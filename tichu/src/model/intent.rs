//! [`Intent`] and [`Event`] -- the inputs and outputs of the session transition API (C8).

use tichu_elements::card::{Card, Rank};
use tichu_elements::seat::Seat;
use tichu_elements::typedefs::CardPoints;

use super::round::ExchangeSubmission;

/// Something a seat (or the surrounding session) asks the engine to do.
#[derive(Clone, Debug, PartialEq)]
#[cfg_attr(feature = "serde", derive(serde::Serialize, serde::Deserialize))]
pub enum Intent {
    BeginMatch,
    BeginRound,

    DeclareGrandTichu { seat: Seat },
    RevealHidden6 { seat: Seat },
    SubmitExchange { seat: Seat, submission: ExchangeSubmission },
    DeclareTichu { seat: Seat },

    Play { seat: Seat, cards: Vec<Card>, wish_rank: Option<Rank> },
    Pass { seat: Seat },
    BombInterrupt { seat: Seat, cards: Vec<Card> },
    SelectDragonRecipient { seat: Seat, opponent_seat: Seat },
}

/// Per-team point delta accrued at round end, before folding into the match total.
#[derive(Copy, Clone, Debug, Default, Eq, PartialEq)]
#[cfg_attr(feature = "serde", derive(serde::Serialize, serde::Deserialize))]
pub struct TeamDelta {
    pub team_a: CardPoints,
    pub team_b: CardPoints,
}

/// A domain-level outcome of an accepted intent.
#[derive(Clone, Debug, PartialEq)]
#[cfg_attr(feature = "serde", derive(serde::Serialize, serde::Deserialize))]
pub enum Event {
    StateUpdated,
    WishSet { rank: Rank },
    WishCleared,
    SeatFinished { seat: Seat },
    TrickWon { winner: Seat },
    DragonGiftPending { giver: Seat },
    RoundEnded { team_deltas: TeamDelta, finish_order: Vec<Seat> },
    MatchEnded { winner_team: tichu_elements::seat::Team },
}
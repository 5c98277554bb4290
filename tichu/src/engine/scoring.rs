//! Round-end triggers and resolution, and match-total accumulation. See spec.md §4.7.

use tichu_elements::card::Card;
use tichu_elements::seat::{Seat, Team, ALL_SEATS};
use tichu_elements::typedefs::CardPoints;

use crate::model::{RoundPhase, RoundState, TeamDelta};
use crate::rules::Ruleset;

/// Which round-end trigger fired, if any.
#[derive(Copy, Clone, Debug, Eq, PartialEq)]
pub enum RoundEndTrigger {
    /// Three seats are out; the fourth (the tailender) still holds cards.
    Tailender,
    /// Both members of one team are the first two to finish.
    DoubleVictory,
}

pub fn check_round_end(round: &RoundState) -> Option<RoundEndTrigger> {
    if round.phase != RoundPhase::Play {
        return None;
    }
    if round.out.len() == 2 && round.out[0].team() == round.out[1].team() {
        return Some(RoundEndTrigger::DoubleVictory);
    }
    if round.out.len() == 3 {
        return Some(RoundEndTrigger::Tailender);
    }
    None
}

/// Applies the trigger's resolution to `round` (mutating stacks/out as needed) and returns the
/// team point deltas for this round, including Tichu/Grand Tichu adjustments.
pub fn resolve_round_end(round: &mut RoundState, rules: &Ruleset, trigger: RoundEndTrigger) -> TeamDelta {
    let delta = match trigger {
        RoundEndTrigger::Tailender => resolve_tailender(round, rules),
        RoundEndTrigger::DoubleVictory => resolve_double_victory(round),
    };
    round.phase = RoundPhase::RoundEnded;
    apply_declarations(round, delta)
}

fn resolve_tailender(round: &mut RoundState, rules: &Ruleset) -> TeamDelta {
    let tailender = ALL_SEATS
        .into_iter()
        .find(|s| !round.is_out(*s))
        .expect("exactly one seat remains when a tailender trigger fires");
    round.out.push(tailender);

    let remaining_cards = std::mem::take(&mut round.hands[tailender.to_usize()]);
    let remaining_points: CardPoints = remaining_cards.iter().copied().map(Card::card_points).sum();
    round.stacks[tailender.to_usize()].cards.extend(remaining_cards);

    let won_trick_points = round.stacks[tailender.to_usize()].card_points;
    round.stacks[tailender.to_usize()].card_points = 0;

    // The tailender's already-won trick points always transfer to the first-finisher. Whether
    // the remaining hand cards' value joins them, rather than staying zeroed, is configurable
    // (Ruleset::tailender_cards_to_opponents; default true routes them to the opposing team).
    let first_finisher = round.out[0];
    let transferred =
        if rules.tailender_cards_to_opponents { won_trick_points + remaining_points } else { won_trick_points };
    round.stacks[first_finisher.to_usize()].card_points += transferred;

    TeamDelta {
        team_a: round.stacks[0].card_points + round.stacks[2].card_points,
        team_b: round.stacks[1].card_points + round.stacks[3].card_points,
    }
}

fn resolve_double_victory(round: &RoundState) -> TeamDelta {
    let winning_team = round.out[0].team();
    match winning_team {
        Team::A => TeamDelta { team_a: 200, team_b: 0 },
        Team::B => TeamDelta { team_a: 0, team_b: 200 },
    }
}

fn apply_declarations(round: &RoundState, mut delta: TeamDelta) -> TeamDelta {
    let first_finisher = round.out[0];
    for seat in ALL_SEATS {
        if round.grand_tichu[seat.to_usize()] {
            add_to_team(&mut delta, seat.team(), if seat == first_finisher { 200 } else { -200 });
        }
        if round.tichu[seat.to_usize()] {
            add_to_team(&mut delta, seat.team(), if seat == first_finisher { 100 } else { -100 });
        }
    }
    delta
}

fn add_to_team(delta: &mut TeamDelta, team: Team, points: i32) {
    match team {
        Team::A => delta.team_a += points,
        Team::B => delta.team_b += points,
    }
}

◆ Brief: Return each line from the material that includes the string "Copy".

◆ Your solution:
#[derive(Copy, Clone, Debug, Default, Eq, PartialEq)]
#[derive(Copy, Clone, Debug, Eq, PartialEq)]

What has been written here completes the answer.